A concrete Entity class owns behavior. Its schema module owns validated shapes. Its contract module describes remote methods, payload schemas, result schemas, execution mode, events, and UI presentation metadata.

Command views are read results. They advertise what is currently available for a target Entity or Entity class. They are not stored inside Entity data.

Ownership Rule

File Owns
Entity.ts behavior, invariants, identity, remote method targets
EntitySchema.ts Zod schemas and inferred TypeScript types
EntityContract.ts method metadata and routing contract

This keeps Open Mission thin. The surface renders commands; Entity classes decide what commands mean.

Dependency Direction

Entity inheritance has a strict dependency direction. Generic Entity infrastructure is a parent abstraction and must not import concrete Entity children, concrete Entity contracts, daemon registries, runtime services, adapters, terminal runtime modules, code intelligence services, or provider implementations.

The allowed direction is:

daemon / host / adapter layer
 -> Entity contracts
 -> concrete Entity classes
 -> Entity schemas
 -> generic Entity infrastructure

Concrete contract catalogues, daemon capability injection, registry lookup, and post-command runtime behavior belong in daemon-owned dispatch modules. They do not belong in entities/Entity generic infrastructure.

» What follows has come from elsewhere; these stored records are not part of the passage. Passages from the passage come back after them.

use battleship_rules::{Compass, ParseError, Position, Ship, ShipError, ShipKind};

fn cells(ship: &Ship) -> Vec<(i32, i32)> {
    ship.positions().iter().map(|p| (p.row(), p.col())).collect()
}

#[test]
fn test_footprint_sizes_and_distinct() -> Result<(), ShipError> {
    for kind in ShipKind::ALL {
        for bearing in Compass::CARDINALS {
            let ship = Ship::new(kind, bearing, Position::new(4, 4))?;
            assert_eq!(ship.size(), kind.size());
            let mut unique = cells(&ship);
            unique.sort();
            unique.dedup();
            assert_eq!(unique.len(), kind.size(), "{:?} {:?}", kind, bearing);
        }
    }
    Ok(())
}

#[test]
fn test_straight_runs_follow_axis() -> Result<(), ShipError> {
    for bearing in [Compass::North, Compass::South] {
        let carrack = Ship::new(ShipKind::Carrack, bearing, Position::new(1, 2))?;
        assert_eq!(cells(&carrack), vec![(1, 2), (2, 2), (3, 2)]);
        let frigate = Ship::new(ShipKind::Frigate, bearing, Position::new(0, 0))?;
        assert_eq!(cells(&frigate), vec![(0, 0), (1, 0), (2, 0), (3, 0)]);
    }
    for bearing in [Compass::East, Compass::West] {
        let carrack = Ship::new(ShipKind::Carrack, bearing, Position::new(1, 2))?;
        assert_eq!(cells(&carrack), vec![(1, 2), (1, 3), (1, 4)]);
        let frigate = Ship::new(ShipKind::Frigate, bearing, Position::new(0, 0))?;
        assert_eq!(cells(&frigate), vec![(0, 0), (0, 1), (0, 2), (0, 3)]);
    }
    let caravel = Ship::new(ShipKind::Caravel, Compass::East, Position::new(7, 7))?;
    assert_eq!(cells(&caravel), vec![(7, 7), (7, 8)]);
    Ok(())
}

#[test]
fn test_galleon_shapes() -> Result<(), ShipError> {
    let anchor = Position::new(2, 3);
    let north = Ship::new(ShipKind::Galleon, Compass::North, anchor)?;
    assert_eq!(cells(&north), vec![(2, 3), (2, 4), (2, 5), (3, 4), (4, 4)]);
    let south = Ship::new(ShipKind::Galleon, Compass::South, anchor)?;
    assert_eq!(cells(&south), vec![(2, 3), (3, 3), (4, 2), (4, 3), (4, 4)]);
    let east = Ship::new(ShipKind::Galleon, Compass::East, anchor)?;
    assert_eq!(cells(&east), vec![(2, 3), (3, 1), (3, 2), (3, 3), (4, 3)]);
    let west = Ship::new(ShipKind::Galleon, Compass::West, anchor)?;
    assert_eq!(cells(&west), vec![(2, 3), (3, 3), (3, 4), (3, 5), (4, 3)]);

    let mut shapes: Vec<Vec<(i32, i32)>> = [&north, &south, &east, &west]
        .iter()
        .map(|s| {
            let mut c = cells(s);
            c.sort();
            c
        })
        .collect();
    shapes.sort();
    shapes.dedup();
    assert_eq!(shapes.len(), 4);
    Ok(())
}

#[test]
fn test_unknown_bearing_rejected() {
    for kind in [
        ShipKind::Caravel,
        ShipKind::Carrack,
        ShipKind::Frigate,
        ShipKind::Galleon,
    ] {
        assert_eq!(
            Ship::new(kind, Compass::Unknown, Position::new(0, 0)).unwrap_err(),
            ShipError::InvalidOrientation {
                kind,
                bearing: Compass::Unknown
            }
        );
    }
    let barge = Ship::new(ShipKind::Barge, Compass::Unknown, Position::new(5, 5)).unwrap();
    assert_eq!(barge.positions(), &[Position::new(5, 5)]);
    assert_eq!(barge.bearing(), Compass::Unknown);
}

#[test]
fn test_shoot_and_afloat() -> Result<(), ShipError> {
    let mut ship = Ship::new(ShipKind::Carrack, Compass::South, Position::new(0, 0))?;
    assert!(ship.is_afloat());
    assert!(!ship.shoot(&Position::new(0, 1)));
    assert!(ship.hits().is_empty());

    assert!(ship.shoot(&Position::new(0, 0)));
    assert!(!ship.shoot(&Position::new(0, 0)));
    assert!(ship.shoot(&Position::new(1, 0)));
    assert_eq!(ship.hits().len(), 2);
    assert!(ship.is_afloat());

    assert!(ship.shoot(&Position::new(2, 0)));
    assert!(!ship.is_afloat());
    assert!(ship.hits().iter().all(|p| ship.occupies(p)));
    Ok(())
}

#[test]
fn test_build_by_category() {
    let ship = Ship::build("Frigate", Compass::East, Position::new(3, 3)).unwrap();
    assert_eq!(ship.kind(), ShipKind::Frigate);
    assert_eq!(ship.category(), "frigate");
    assert_eq!(
        Ship::build("submarine", Compass::East, Position::new(3, 3)).unwrap_err(),
        ShipError::UnknownCategory("submarine".to_string())
    );
}

#[test]
fn test_parse_descriptor() {
    let ship: Ship = "galleon:n:0,0".parse().unwrap();
    assert_eq!(ship.kind(), ShipKind::Galleon);
    assert_eq!(ship.bearing(), Compass::North);
    assert_eq!(ship.anchor(), Position::new(0, 0));
    assert_eq!(ship.to_string(), "[galleon n (0, 0)]");

    assert_eq!("galleon:n".parse::<Ship>(), Err(ParseError::BadShip));
    assert_eq!("dinghy:n:0,0".parse::<Ship>(), Err(ParseError::BadKind));
    assert_eq!("barge:x:0,0".parse::<Ship>(), Err(ParseError::BadCompass));
    assert_eq!("barge:n:0".parse::<Ship>(), Err(ParseError::BadPosition));
    assert_eq!(
        "carrack:u:0,0".parse::<Ship>(),
        Err(ParseError::Ship(ShipError::InvalidOrientation {
            kind: ShipKind::Carrack,
            bearing: Compass::Unknown,
        }))
    );
}

#[test]
fn test_too_close_to() -> Result<(), ShipError> {
    let carrack = Ship::new(ShipKind::Carrack, Compass::East, Position::new(2, 2))?;
    let diagonal = Ship::new(ShipKind::Barge, Compass::North, Position::new(3, 5))?;
    let gap = Ship::new(ShipKind::Barge, Compass::North, Position::new(4, 5))?;
    let overlap = Ship::new(ShipKind::Frigate, Compass::North, Position::new(0, 3))?;

    assert!(carrack.too_close_to(&diagonal, 1));
    assert!(diagonal.too_close_to(&carrack, 1));
    assert!(!carrack.too_close_to(&gap, 1));
    assert!(carrack.too_close_to(&gap, 2));
    assert!(carrack.too_close_to(&overlap, 0));
    assert!(!carrack.too_close_to(&diagonal, 0));
    Ok(())
}

#[test]
fn test_anchor_at_coordinate_limit() {
    let anchor = Position::new(i32::MAX, 0);
    assert_eq!(
        Ship::new(ShipKind::Frigate, Compass::South, anchor).unwrap_err(),
        ShipError::OutOfRange {
            kind: ShipKind::Frigate,
            anchor
        }
    );
    assert!(Ship::new(ShipKind::Galleon, Compass::East, Position::new(0, i32::MIN)).is_err());
    // a run that ends exactly on the limit still fits
    let edge = Ship::new(ShipKind::Frigate, Compass::East, Position::new(0, i32::MAX - 3)).unwrap();
    assert_eq!(edge.right_most(), i32::MAX);
    assert!(matches!(
        format!("frigate:s:{},0", i32::MAX).parse::<Ship>(),
        Err(ParseError::Ship(ShipError::OutOfRange { .. }))
    ));
}
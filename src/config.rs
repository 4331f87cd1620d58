use crate::position::Position;

/// Side length of the square board.
pub const BOARD_SIZE: u8 = 10;
/// Upper bound on the number of ships in a fleet.
pub const FLEET_SIZE: usize = 10;
/// Clearance required between the footprints of two distinct ships.
pub const MIN_SPACING: u32 = 1;

/// Board geometry and placement limits shared by the fleet and the game.
#[derive(Debug, Clone, Copy, PartialEq, Eq)]
#[cfg_attr(feature = "std", derive(serde::Serialize, serde::Deserialize))]
pub struct Rules {
    pub board_size: u8,
    pub max_fleet_size: usize,
    pub min_spacing: u32,
}

impl Rules {
    pub const fn new(board_size: u8, max_fleet_size: usize, min_spacing: u32) -> Self {
        Self {
            board_size,
            max_fleet_size,
            min_spacing,
        }
    }

    /// Whether `pos` lies on the board; `board_size - 1` is the last row and column.
    pub fn contains(&self, pos: &Position) -> bool {
        let size = i32::from(self.board_size);
        (0..size).contains(&pos.row()) && (0..size).contains(&pos.col())
    }
}

impl Default for Rules {
    fn default() -> Self {
        Self::new(BOARD_SIZE, FLEET_SIZE, MIN_SPACING)
    }
}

EntityExecutionContext is an invocation envelope. It is not a daemon service locator. The base Entity module may define generic invocation fields only; daemon-owned capabilities must be attached and validated at daemon or concrete Entity seams without making the base class import daemon types.

Agent executions do not receive a separate agent-only command vocabulary. Surfaces present daemon-published Entity command views, and Agent terminal output may only make advisory state claims through strict Mission protocol markers.